-- EXERCISE DATA --
//! Mapping validation and the on-disk mapping spec document.

use std::fs;
use std::path::Path;

use anyhow::{Context, Result};
use serde::{Deserialize, Serialize};

use crate::data::{DataType, Mapping, Row, RuleSet};

/// Target types each source type maps to without an incompatibility flag.
pub fn compatible_targets(source: DataType) -> &'static [DataType] {
    match source {
        DataType::String => &[DataType::String, DataType::Email, DataType::Phone],
        DataType::Number => &[DataType::Number, DataType::Integer, DataType::String],
        DataType::Integer => &[DataType::Integer, DataType::Number, DataType::String],
        DataType::Boolean => &[DataType::Boolean, DataType::String],
        DataType::Date => &[DataType::Date, DataType::String],
        DataType::Email => &[DataType::Email, DataType::String],
        DataType::Phone => &[DataType::Phone, DataType::String],
        DataType::Unknown => &[
            DataType::String,
            DataType::Number,
            DataType::Integer,
            DataType::Boolean,
            DataType::Date,
            DataType::Email,
            DataType::Phone,
            DataType::Unknown,
        ],
    }
}

pub fn is_compatible(source: DataType, target: DataType) -> bool {
    compatible_targets(source).contains(&target)
}

/// Advisory verdict for one mapping. Does not gate transformation.
#[derive(Debug, Clone, PartialEq)]
pub struct MappingValidation {
    pub valid: bool,
    pub error: Option<String>,
}

impl MappingValidation {
    fn valid() -> Self {
        MappingValidation {
            valid: true,
            error: None,
        }
    }

    fn invalid(message: impl Into<String>) -> Self {
        MappingValidation {
            valid: false,
            error: Some(message.into()),
        }
    }
}

/// Checks one mapping against a sample of rows: the source key must exist
/// in the first row, and declared source/target types must be compatible.
pub fn validate_mapping(mapping: &Mapping, sample_rows: &[Row]) -> MappingValidation {
    let source_key = &mapping.source.key;
    let key_present = sample_rows
        .first()
        .is_some_and(|row| row.contains_key(source_key));
    if !key_present {
        return MappingValidation::invalid(format!(
            "Source column \"{source_key}\" not found in data"
        ));
    }

    if let (Some(source_type), Some(target_type)) =
        (mapping.source.data_type, mapping.target.data_type)
    {
        if !is_compatible(source_type, target_type) {
            return MappingValidation::invalid(format!(
                "Incompatible types: {source_type} cannot be mapped to {target_type}"
            ));
        }
    }

    MappingValidation::valid()
}

/// On-disk document bundling a mapping set with its rule set. Loads from
/// YAML or JSON by extension.
#[derive(Debug, Clone, Default, PartialEq, Serialize, Deserialize)]
#[serde(rename_all = "camelCase")]
pub struct MappingSpec {
    pub mappings: Vec<Mapping>,
    #[serde(default, skip_serializing_if = "RuleSet::is_empty")]
    pub transformation_rules: RuleSet,
}

impl MappingSpec {
    pub fn load(path: &Path) -> Result<Self> {
        let raw = fs::read_to_string(path)
            .with_context(|| format!("Reading mapping spec from {path:?}"))?;
        let spec: MappingSpec = if is_yaml(path) {
            serde_yaml::from_str(&raw)
                .with_context(|| format!("Parsing YAML mapping spec {path:?}"))?
        } else {
            serde_json::from_str(&raw)
                .with_context(|| format!("Parsing JSON mapping spec {path:?}"))?
        };
        spec.ensure_valid()?;
        Ok(spec)
    }

    pub fn save(&self, path: &Path) -> Result<()> {
        let serialized = if is_yaml(path) {
            serde_yaml::to_string(self).context("Serializing mapping spec to YAML")?
        } else {
            serde_json::to_string_pretty(self).context("Serializing mapping spec to JSON")?
        };
        fs::write(path, serialized).with_context(|| format!("Writing mapping spec to {path:?}"))
    }

    pub fn ensure_valid(&self) -> Result<()> {
        for mapping in &self.mappings {
            mapping
                .source
                .ensure_valid()
                .with_context(|| format!("Invalid source column '{}'", mapping.source.key))?;
            mapping
                .target
                .ensure_valid()
                .with_context(|| format!("Invalid target column '{}'", mapping.target.key))?;
        }
        Ok(())
    }

    pub fn target_keys(&self) -> impl Iterator<Item = &str> {
        self.mappings.iter().map(|mapping| mapping.target.key.as_str())
    }
}

fn is_yaml(path: &Path) -> bool {
    matches!(
        path.extension().and_then(|ext| ext.to_str()),
        Some("yaml") | Some("yml")
    )
}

-- WHAT THE TASK ASKS --
A bare number is the whole answer: the tally of lines in the listing above that include "document".

-- ANSWER BOX --
2